Feature

Big Questions: Angela Samata On Getting The World To Take Suicide Prevention Training

By Sarah Wishart, Creative Director 24 Dec 2018
Health

I first met Angela Samata during one of the many John Moores painting prize events in Liverpool I’ve attended, but I only realised the breadth of her incredible work on suicide prevention after watching her present the BBC One documentary ‘Life After Suicide’.

Nominated for a BAFTA and winner of a Mind Media Award, the programme showed Angela describing her own experience, and that of her children, after her partner took his own life 15 years ago. She travelled the length of the UK, talking to others who had experienced the same loss.

While the film encouraged discussion, it was the astonishing empathy shown for everyone featured that made it so special. The feeling that Angela was attempting to care for, not just the film crew and people being interviewed, but the audience at home too, made it resonate so specifically with me.

Her kindness and frankness around her own experience made the programme into an incredible exploration of mental health issues, challenging the stigma of suicide.

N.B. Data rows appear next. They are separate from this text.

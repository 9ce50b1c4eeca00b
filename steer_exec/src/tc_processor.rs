//! # Telecommand processor module
//!
//! The telecommand processor handles various TCs coming from any source.

// ---------------------------------------------------------------------------
// IMPORTS
// ---------------------------------------------------------------------------

// External
use log::{debug, info, warn};

// Internal
use steer_if::tc::Tc;
use steer_lib::{
    data_store::{DataStore, SafeModeCause},
    lat_ctrl::ControllerConfig,
};

// ---------------------------------------------------------------------------
// PUBLIC FUNCTIONS
// ---------------------------------------------------------------------------

/// Execute a telecommand.
///
/// Mutates the datastore to send commands to different modules.
pub(crate) fn exec(ds: &mut DataStore, tc: &Tc) {

    // Handle different Tcs
    match tc {
        Tc::MakeSafe => {
            debug!("Recieved MakeSafe command");
            ds.make_safe(SafeModeCause::MakeSafeTc);
        },
        Tc::MakeUnsafe => {
            debug!("Recieved MakeUnsafe command");

            // The operator may clear either cause
            let result = ds
                .make_unsafe(SafeModeCause::MakeSafeTc)
                .or_else(|_| ds.make_unsafe(SafeModeCause::ConsecutiveFaults));
            if let Err(cause) = result {
                info!("Make unsafe rejected, root cause is {:?}", cause);
            }
        },
        Tc::LatCtrlTuning(t) => {
            debug!("Recieved LatCtrlTuning command, version {}", t.version);

            // The cycle period is fixed for the life of the executable
            let cycle_period_s = ds.lat_ctrl.config().cycle_period_s();

            match ControllerConfig::from_tuning(t, cycle_period_s)
                .and_then(|c| ds.lat_ctrl.request_config(c))
            {
                Ok(()) => (),
                Err(e) => warn!("LatCtrlTuning rejected: {}", e)
            }
        }
    }

}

The documentary was aired as part of the BBC’s Mental Health Season #InTheMind and was watched by more than 4.5 million viewers worldwide.

In 2016, she was named the Merseyside Woman of the Year and given an honorary fellowship by Liverpool John Moores University. This well-deserved recognition followed her work on the documentary and co-authoring the NHS70’s award-winning #SeeSaySignpost training, to help us all play a more effective role in suicide prevention.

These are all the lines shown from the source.